At dVerse Lillian is hosting Prosery (144 words) with an invitation to use the line “I wandered lonely as a cloud.” from the William Wordsworth poem ‘I wander lonely as a cloud.”

dVerse Poets – Prosery – Winter Be Gone

Photo: from our 2017 road trip through central Australia and down through South Australia, back to Western Australia along the coast. This photo taken along the Nullarbor, the ocean not visible, but further beyond the van is the Great Australian Bight.
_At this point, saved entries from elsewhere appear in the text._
//! HTML forms: parsing submitted data and carrying field errors back to
//! the page.

use std::collections::BTreeMap;

use axum::extract::Multipart;
use serde::{Deserialize, Serialize};
use yatube_common::{AppError, AppResult};
use yatube_core::{ImageChange, ImageUpload, PostInput, PostView};

/// Key for errors that belong to the form as a whole.
pub const NON_FIELD_ERRORS: &str = "__all__";

const REQUIRED: &str = "This field is required.";

/// Error messages keyed by field name.
#[derive(Debug, Clone, Default, PartialEq, Eq, Serialize)]
#[serde(transparent)]
pub struct FormErrors(BTreeMap<String, Vec<String>>);

impl FormErrors {
    /// Record an error for `field`.
    pub fn add(&mut self, field: &str, message: impl Into<String>) {
        self.0.entry(field.to_string()).or_default().push(message.into());
    }

    /// Whether no errors were recorded.
    #[must_use]
    pub fn is_empty(&self) -> bool {
        self.0.is_empty()
    }

    /// Errors for one field.
    #[must_use]
    pub fn field(&self, field: &str) -> &[String] {
        self.0.get(field).map(Vec::as_slice).unwrap_or_default()
    }

    /// Errors not tied to a field.
    #[must_use]
    pub fn non_field(&self) -> &[String] {
        self.field(NON_FIELD_ERRORS)
    }

    /// Split a validation message of `field: message` lines.
    ///
    /// Lines naming a field outside `fields` become non-field errors.
    #[must_use]
    pub fn from_validation(message: &str, fields: &[&str]) -> Self {
        let mut errors = Self::default();
        for line in message.lines().map(str::trim).filter(|l| !l.is_empty()) {
            match line.split_once(": ") {
                Some((field, msg)) if fields.contains(&field) => errors.add(field, msg),
                _ => errors.add(NON_FIELD_ERRORS, line),
            }
        }
        errors
    }
}

fn bad_multipart(err: &axum::extract::multipart::MultipartError) -> AppError {
    AppError::BadRequest(format!("Malformed form data: {err}"))
}

/// The post create/edit form.
#[derive(Debug, Clone, Default, Serialize)]
pub struct PostForm {
    pub text: String,
    pub group: Option<String>,
    /// Newly uploaded image, if any.
    #[serde(skip)]
    pub image: Option<ImageUpload>,
    /// Name of the newly uploaded file.
    pub image_name: Option<String>,
    /// The `image-clear` checkbox.
    pub image_clear: bool,
    /// URL of the image the post already has.
    pub current_image: Option<String>,
    pub errors: FormErrors,
}

impl PostForm {
    /// Field names, in display order.
    pub const FIELDS: [&'static str; 3] = ["text", "group", "image"];

    /// Field labels.
    pub const TEXT_LABEL: &'static str = "Post text";
    pub const TEXT_HELP: &'static str = "Text of the new post";
    pub const GROUP_LABEL: &'static str = "Group";
    pub const GROUP_HELP: &'static str = "Group the post will belong to";
    pub const IMAGE_LABEL: &'static str = "Image";

    /// Form pre-filled from an existing post.
    #[must_use]
    pub fn for_post(view: &PostView) -> Self {
        Self {
            text: view.post.text.clone(),
            group: view.post.group_id.clone(),
            current_image: view.image_url.clone(),
            ..Self::default()
        }
    }

    /// Read a submitted `multipart/form-data` body.
    pub async fn from_multipart(mut multipart: Multipart) -> AppResult<Self> {
        let mut form = Self::default();

        while let Some(field) = multipart.next_field().await.map_err(|e| bad_multipart(&e))? {
            let name = field.name().unwrap_or_default().to_string();
            match name.as_str() {
                "text" => form.text = field.text().await.map_err(|e| bad_multipart(&e))?,
                "group" => {
                    let value = field.text().await.map_err(|e| bad_multipart(&e))?;
                    form.group = Some(value.trim().to_string()).filter(|v| !v.is_empty());
                }
                "image" => {
                    let filename = field.file_name().unwrap_or_default().to_string();
                    let data = field.bytes().await.map_err(|e| bad_multipart(&e))?;
                    // An untouched file input still submits an empty part
                    if !filename.is_empty() || !data.is_empty() {
                        form.image_name = Some(filename.clone());
                        form.image = Some(ImageUpload {
                            filename,
                            data: data.to_vec(),
                        });
                    }
                }
                "image-clear" => {
                    let value = field.text().await.map_err(|e| bad_multipart(&e))?;
                    form.image_clear = !matches!(value.as_str(), "" | "0" | "false" | "off");
                }
                _ => {}
            }
        }

        Ok(form)
    }

    /// Check what can be checked without the database.
    pub fn validate(&mut self) -> bool {
        if self.text.trim().is_empty() {
            self.errors.add("text", REQUIRED);
        }
        if self.image.is_some() && self.image_clear {
            self.errors.add(
                "image",
                "Please either submit a file or check the clear checkbox, not both.",
            );
        }
        self.errors.is_empty()
    }

    /// Take the submitted values as service input.
    #[must_use]
    pub fn to_input(&self) -> PostInput {
        let image = match (&self.image, self.image_clear) {
            (Some(upload), _) => ImageChange::Replace(upload.clone()),
            (None, true) => ImageChange::Clear,
            (None, false) => ImageChange::Keep,
        };
        PostInput {
            text: self.text.clone(),
            group_id: self.group.clone(),
            image,
        }
    }

    /// Attach errors reported by the post service.
    pub fn add_service_errors(&mut self, message: &str) {
        let errors = FormErrors::from_validation(message, &Self::FIELDS);
        for (field, messages) in errors.0 {
            for msg in messages {
                self.errors.add(&field, msg);
            }
        }
    }
}

/// The comment form on the post detail page.
#[derive(Debug, Clone, Default, Deserialize, Serialize)]
pub struct CommentForm {
    #[serde(default)]
    pub text: String,
    #[serde(skip_deserializing)]
    pub errors: FormErrors,
}

impl CommentForm {
    pub const TEXT_LABEL: &'static str = "Comment text";
}

/// The login form.
#[derive(Debug, Clone, Default, Deserialize, Serialize)]
pub struct LoginForm {
    #[serde(default)]
    pub username: String,
    #[serde(default, skip_serializing)]
    pub password: String,
    #[serde(default)]
    pub next: Option<String>,
    #[serde(skip_deserializing)]
    pub errors: FormErrors,
}

impl LoginForm {
    /// Message shown for unknown users and wrong passwords alike.
    pub const INVALID_LOGIN: &'static str = "Please enter a correct username and password. \
        Note that both fields may be case-sensitive.";

    /// Check that both fields were filled in.
    pub fn validate(&mut self) -> bool {
        if self.username.trim().is_empty() {
            self.errors.add("username", REQUIRED);
        }
        if self.password.is_empty() {
            self.errors.add("password", REQUIRED);
        }
        self.errors.is_empty()
    }
}

/// The sign-up form.
#[derive(Debug, Clone, Default, Deserialize, Serialize)]
pub struct SignupForm {
    #[serde(default)]
    pub username: String,
    #[serde(default)]
    pub name: String,
    #[serde(default, skip_serializing)]
    pub password: String,
    #[serde(default, skip_serializing)]
    pub password_confirm: String,
    #[serde(skip_deserializing)]
    pub errors: FormErrors,
}

impl SignupForm {
    /// Field names, in display order.
    pub const FIELDS: [&'static str; 4] = ["username", "name", "password", "password_confirm"];

    /// Check required fields and the password confirmation.
    pub fn validate(&mut self) -> bool {
        if self.username.trim().is_empty() {
            self.errors.add("username", REQUIRED);
        }
        if self.password.is_empty() {
            self.errors.add("password", REQUIRED);
        }
        if self.password != self.password_confirm {
            self.errors
                .add("password_confirm", "The two password fields didn't match.");
        }
        self.errors.is_empty()
    }
}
“How sweet to be a cloud, floating in the blue.” A.A. Milne

I Broke Away

I wandered lonely as a cloud, not that that is a bad thing in and of itself. I finally broke away from all that encompassing bank of cloud that consumed me, owned me, clouded me. Just one big cloud of everything the same. Sometimes we were white and summery, sometimes grey and uncertain, sometimes black and laden with water. I wanted something else, something more.

I wanted reds, purples, pinks and oranges, colours of excitement, adventure. Colours of day and night, autumn and spring, storm and still. I wanted big and I wanted small. I wanted essence. So I broke away and floated along, determined to discover my cloudness. I wandered lonely as a cloud, and for the first time, entirely happy. Space was mine and I could come and go, and sometimes I need just that, to be far from the madding cloud.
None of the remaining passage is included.